Report each line of the entries that includes "calibration" by copying it.

[Items from a data source]
┄┄┄┄┄┄┄┄┄┄┄┄┄┄┄┄┄┄┄┄

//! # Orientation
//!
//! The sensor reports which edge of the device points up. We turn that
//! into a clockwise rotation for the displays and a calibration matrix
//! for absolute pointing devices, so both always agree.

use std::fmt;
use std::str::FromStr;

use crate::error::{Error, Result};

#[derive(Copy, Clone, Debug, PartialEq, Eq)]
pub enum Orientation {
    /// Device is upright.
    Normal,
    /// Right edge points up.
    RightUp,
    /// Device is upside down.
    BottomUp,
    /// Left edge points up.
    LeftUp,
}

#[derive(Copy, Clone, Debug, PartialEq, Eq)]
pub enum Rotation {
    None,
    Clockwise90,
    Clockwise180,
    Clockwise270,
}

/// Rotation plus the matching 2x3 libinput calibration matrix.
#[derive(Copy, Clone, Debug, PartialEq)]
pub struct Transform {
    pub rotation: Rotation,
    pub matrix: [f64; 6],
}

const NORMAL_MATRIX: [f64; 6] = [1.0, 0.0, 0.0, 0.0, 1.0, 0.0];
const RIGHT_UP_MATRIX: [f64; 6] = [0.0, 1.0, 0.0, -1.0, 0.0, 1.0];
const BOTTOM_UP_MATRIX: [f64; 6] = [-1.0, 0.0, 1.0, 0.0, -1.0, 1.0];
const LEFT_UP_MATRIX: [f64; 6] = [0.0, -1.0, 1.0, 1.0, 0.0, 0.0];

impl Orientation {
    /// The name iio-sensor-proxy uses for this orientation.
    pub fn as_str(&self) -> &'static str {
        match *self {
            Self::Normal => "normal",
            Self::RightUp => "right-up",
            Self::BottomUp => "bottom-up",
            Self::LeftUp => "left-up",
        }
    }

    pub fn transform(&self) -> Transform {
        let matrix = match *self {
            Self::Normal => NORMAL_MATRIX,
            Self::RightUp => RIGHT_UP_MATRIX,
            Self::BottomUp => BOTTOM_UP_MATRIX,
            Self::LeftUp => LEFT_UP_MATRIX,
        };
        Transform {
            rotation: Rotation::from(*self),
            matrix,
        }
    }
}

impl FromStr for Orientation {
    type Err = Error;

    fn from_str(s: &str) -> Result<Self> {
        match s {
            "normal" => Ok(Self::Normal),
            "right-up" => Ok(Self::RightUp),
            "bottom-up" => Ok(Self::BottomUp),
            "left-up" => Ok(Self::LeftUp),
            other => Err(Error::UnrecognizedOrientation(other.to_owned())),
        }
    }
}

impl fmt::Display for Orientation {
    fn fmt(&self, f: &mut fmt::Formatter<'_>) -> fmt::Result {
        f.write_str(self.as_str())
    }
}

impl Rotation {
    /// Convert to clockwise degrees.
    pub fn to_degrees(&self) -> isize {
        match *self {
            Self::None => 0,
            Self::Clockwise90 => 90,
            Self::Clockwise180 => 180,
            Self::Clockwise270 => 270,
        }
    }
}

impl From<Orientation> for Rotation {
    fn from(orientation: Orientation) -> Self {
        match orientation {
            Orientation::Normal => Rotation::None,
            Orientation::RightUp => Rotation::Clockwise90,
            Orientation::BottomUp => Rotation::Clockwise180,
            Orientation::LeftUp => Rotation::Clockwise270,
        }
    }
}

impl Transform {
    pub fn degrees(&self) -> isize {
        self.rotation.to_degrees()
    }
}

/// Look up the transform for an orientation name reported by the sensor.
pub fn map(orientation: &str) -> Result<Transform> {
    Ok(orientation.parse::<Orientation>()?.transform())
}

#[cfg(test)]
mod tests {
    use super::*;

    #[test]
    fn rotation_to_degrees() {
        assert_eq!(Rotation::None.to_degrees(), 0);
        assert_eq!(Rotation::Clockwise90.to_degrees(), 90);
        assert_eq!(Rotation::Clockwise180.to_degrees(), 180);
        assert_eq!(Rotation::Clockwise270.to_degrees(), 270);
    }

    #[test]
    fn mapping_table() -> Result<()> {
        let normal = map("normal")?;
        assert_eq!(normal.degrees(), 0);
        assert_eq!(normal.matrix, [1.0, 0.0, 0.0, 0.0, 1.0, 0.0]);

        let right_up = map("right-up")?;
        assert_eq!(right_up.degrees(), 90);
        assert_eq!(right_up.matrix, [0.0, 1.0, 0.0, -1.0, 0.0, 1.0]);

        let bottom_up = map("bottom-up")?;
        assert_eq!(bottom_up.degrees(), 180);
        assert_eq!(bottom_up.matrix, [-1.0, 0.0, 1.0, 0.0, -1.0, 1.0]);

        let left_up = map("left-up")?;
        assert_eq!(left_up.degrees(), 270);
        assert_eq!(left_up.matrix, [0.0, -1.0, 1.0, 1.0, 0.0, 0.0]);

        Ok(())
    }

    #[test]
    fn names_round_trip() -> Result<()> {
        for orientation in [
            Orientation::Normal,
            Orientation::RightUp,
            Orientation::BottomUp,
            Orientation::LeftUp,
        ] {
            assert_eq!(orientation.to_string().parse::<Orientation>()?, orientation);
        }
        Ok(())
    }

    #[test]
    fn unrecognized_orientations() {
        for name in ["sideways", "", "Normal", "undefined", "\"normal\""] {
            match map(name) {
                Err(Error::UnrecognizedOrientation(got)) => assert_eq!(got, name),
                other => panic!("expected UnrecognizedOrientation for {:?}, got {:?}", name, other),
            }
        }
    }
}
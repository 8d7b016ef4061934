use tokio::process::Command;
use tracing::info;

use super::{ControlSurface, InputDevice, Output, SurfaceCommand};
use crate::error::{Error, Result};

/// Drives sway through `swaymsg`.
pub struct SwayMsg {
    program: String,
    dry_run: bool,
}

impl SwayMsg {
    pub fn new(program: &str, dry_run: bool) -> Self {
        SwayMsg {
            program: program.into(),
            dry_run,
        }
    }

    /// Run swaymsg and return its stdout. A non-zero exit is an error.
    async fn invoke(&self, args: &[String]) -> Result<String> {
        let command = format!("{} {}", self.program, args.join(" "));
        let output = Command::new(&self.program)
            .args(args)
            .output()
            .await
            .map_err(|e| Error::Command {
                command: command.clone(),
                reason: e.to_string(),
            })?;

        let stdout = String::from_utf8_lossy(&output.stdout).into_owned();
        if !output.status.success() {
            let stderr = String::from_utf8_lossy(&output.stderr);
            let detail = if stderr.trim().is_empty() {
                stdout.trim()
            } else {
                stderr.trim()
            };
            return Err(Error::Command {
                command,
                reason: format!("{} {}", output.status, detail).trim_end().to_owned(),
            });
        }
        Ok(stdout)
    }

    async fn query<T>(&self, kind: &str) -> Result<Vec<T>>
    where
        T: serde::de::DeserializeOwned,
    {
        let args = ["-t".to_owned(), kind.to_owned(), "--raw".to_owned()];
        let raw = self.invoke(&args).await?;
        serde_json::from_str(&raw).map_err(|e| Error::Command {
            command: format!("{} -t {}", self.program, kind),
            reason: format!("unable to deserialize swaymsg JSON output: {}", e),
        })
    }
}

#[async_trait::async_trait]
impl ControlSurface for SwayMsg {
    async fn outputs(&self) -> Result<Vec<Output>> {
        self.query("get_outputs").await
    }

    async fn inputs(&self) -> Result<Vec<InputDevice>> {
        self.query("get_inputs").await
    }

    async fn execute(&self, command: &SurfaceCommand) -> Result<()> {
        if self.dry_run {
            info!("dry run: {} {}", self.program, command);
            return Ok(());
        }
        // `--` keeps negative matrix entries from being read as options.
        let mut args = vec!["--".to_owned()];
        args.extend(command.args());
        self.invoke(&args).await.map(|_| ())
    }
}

┄┄┄┄┄┄┄┄┄┄┄┄┄┄┄┄┄┄┄┄

* [EXERCISE RESPONSE]
//! into a clockwise rotation for the displays and a calibration matrix
/// Rotation plus the matching 2x3 libinput calibration matrix.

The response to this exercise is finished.